### Extracted information
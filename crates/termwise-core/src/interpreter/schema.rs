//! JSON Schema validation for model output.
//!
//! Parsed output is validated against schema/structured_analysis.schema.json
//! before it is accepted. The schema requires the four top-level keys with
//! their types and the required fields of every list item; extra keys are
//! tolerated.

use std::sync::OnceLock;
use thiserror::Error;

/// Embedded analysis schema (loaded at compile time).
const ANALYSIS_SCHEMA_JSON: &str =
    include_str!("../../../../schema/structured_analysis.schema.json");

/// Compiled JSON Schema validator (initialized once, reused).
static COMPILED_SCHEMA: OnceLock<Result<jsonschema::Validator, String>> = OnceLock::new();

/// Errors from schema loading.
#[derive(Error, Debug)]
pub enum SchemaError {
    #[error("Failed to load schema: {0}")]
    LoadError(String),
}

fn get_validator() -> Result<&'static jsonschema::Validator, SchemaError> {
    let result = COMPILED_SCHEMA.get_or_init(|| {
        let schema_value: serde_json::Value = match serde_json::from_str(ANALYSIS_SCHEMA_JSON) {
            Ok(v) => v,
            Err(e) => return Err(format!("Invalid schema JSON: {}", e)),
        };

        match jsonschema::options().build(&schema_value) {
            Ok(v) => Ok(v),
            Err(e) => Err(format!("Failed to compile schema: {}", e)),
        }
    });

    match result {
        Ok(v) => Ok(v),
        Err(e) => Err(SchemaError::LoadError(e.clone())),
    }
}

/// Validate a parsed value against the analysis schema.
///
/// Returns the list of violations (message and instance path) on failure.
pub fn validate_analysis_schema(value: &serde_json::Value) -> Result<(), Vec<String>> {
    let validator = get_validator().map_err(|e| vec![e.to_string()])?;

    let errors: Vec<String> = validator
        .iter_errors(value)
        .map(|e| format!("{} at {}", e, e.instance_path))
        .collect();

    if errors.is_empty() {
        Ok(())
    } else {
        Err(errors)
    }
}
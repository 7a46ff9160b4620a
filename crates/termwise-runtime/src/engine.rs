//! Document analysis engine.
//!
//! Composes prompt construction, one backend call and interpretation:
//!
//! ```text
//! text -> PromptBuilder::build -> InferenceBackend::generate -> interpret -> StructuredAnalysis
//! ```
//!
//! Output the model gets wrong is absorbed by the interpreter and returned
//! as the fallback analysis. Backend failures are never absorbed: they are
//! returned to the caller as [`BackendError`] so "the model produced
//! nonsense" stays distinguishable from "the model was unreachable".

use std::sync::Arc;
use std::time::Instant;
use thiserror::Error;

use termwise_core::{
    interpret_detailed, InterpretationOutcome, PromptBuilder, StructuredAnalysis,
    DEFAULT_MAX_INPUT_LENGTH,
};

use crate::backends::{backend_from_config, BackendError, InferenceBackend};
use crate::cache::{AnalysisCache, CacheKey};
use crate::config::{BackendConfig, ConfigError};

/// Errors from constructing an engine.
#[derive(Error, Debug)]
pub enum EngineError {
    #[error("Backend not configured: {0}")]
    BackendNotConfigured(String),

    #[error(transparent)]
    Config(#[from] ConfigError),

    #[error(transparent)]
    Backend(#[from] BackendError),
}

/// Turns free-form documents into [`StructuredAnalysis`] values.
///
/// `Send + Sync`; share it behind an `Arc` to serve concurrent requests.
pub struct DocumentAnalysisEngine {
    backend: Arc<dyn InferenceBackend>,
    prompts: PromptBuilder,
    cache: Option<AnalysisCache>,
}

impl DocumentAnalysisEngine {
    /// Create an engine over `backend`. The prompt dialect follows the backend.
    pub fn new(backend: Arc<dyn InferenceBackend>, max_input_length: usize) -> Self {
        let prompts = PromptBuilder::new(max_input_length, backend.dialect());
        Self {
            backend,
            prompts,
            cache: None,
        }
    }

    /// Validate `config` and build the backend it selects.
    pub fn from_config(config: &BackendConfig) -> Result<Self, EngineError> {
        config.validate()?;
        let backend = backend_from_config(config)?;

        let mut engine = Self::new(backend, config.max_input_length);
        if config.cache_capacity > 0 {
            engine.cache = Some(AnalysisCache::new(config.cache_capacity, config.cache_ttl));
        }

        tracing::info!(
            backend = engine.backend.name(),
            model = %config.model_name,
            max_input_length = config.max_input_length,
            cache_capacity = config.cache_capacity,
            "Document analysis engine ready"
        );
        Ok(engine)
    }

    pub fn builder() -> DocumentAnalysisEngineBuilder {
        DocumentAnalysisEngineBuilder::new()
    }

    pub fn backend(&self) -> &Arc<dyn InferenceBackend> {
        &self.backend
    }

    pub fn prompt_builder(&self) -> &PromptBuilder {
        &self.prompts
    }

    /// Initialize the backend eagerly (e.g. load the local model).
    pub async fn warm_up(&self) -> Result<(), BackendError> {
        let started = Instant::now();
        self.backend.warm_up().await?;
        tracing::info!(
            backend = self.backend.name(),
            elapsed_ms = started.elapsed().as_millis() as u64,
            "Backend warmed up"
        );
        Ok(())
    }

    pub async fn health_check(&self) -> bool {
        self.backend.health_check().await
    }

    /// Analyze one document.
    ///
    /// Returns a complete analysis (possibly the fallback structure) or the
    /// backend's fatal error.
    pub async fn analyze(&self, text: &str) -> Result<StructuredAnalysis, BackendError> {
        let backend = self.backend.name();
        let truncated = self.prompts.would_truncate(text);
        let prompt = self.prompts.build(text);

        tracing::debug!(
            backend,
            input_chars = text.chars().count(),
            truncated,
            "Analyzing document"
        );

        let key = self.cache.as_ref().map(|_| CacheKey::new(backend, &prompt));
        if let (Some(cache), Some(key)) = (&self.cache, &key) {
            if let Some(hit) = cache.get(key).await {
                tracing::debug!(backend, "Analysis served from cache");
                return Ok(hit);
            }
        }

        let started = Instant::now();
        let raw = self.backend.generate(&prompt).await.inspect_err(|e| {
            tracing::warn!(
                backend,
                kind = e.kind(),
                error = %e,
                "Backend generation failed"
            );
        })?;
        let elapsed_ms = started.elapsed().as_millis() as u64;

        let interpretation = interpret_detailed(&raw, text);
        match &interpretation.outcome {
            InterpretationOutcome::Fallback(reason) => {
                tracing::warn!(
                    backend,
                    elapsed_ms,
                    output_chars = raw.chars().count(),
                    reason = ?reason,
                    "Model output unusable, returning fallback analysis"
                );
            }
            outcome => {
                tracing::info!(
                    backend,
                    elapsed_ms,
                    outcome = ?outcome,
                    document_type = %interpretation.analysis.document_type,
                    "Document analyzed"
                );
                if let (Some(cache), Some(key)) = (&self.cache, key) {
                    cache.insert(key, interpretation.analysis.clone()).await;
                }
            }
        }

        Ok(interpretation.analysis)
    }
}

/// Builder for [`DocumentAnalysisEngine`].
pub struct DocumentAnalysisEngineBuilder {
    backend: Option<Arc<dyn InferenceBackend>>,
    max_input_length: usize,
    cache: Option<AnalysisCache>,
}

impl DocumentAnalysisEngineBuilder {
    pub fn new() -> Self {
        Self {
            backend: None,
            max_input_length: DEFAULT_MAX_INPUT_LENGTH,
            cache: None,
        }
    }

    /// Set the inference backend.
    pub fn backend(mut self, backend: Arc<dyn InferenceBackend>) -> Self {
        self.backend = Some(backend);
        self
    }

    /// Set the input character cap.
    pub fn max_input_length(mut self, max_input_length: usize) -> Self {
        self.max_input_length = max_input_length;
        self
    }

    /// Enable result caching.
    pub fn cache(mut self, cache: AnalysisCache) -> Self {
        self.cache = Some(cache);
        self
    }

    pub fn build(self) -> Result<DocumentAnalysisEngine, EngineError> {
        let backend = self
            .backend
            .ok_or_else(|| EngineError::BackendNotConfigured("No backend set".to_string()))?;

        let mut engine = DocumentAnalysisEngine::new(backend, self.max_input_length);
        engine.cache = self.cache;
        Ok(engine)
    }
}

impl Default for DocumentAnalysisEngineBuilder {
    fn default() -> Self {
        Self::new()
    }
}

### Directions for this task
Find the line that contains "input character cap.". Restate it and all lines after it exactly, ending with the final line of the data.

### Response to this task
    /// Set the input character cap.
    pub fn max_input_length(mut self, max_input_length: usize) -> Self {
        self.max_input_length = max_input_length;
        self
    }

    /// Enable result caching.
    pub fn cache(mut self, cache: AnalysisCache) -> Self {
        self.cache = Some(cache);
        self
    }

    pub fn build(self) -> Result<DocumentAnalysisEngine, EngineError> {
        let backend = self
            .backend
            .ok_or_else(|| EngineError::BackendNotConfigured("No backend set".to_string()))?;

        let mut engine = DocumentAnalysisEngine::new(backend, self.max_input_length);
        engine.cache = self.cache;
        Ok(engine)
    }
}

impl Default for DocumentAnalysisEngineBuilder {
    fn default() -> Self {
        Self::new()
    }
}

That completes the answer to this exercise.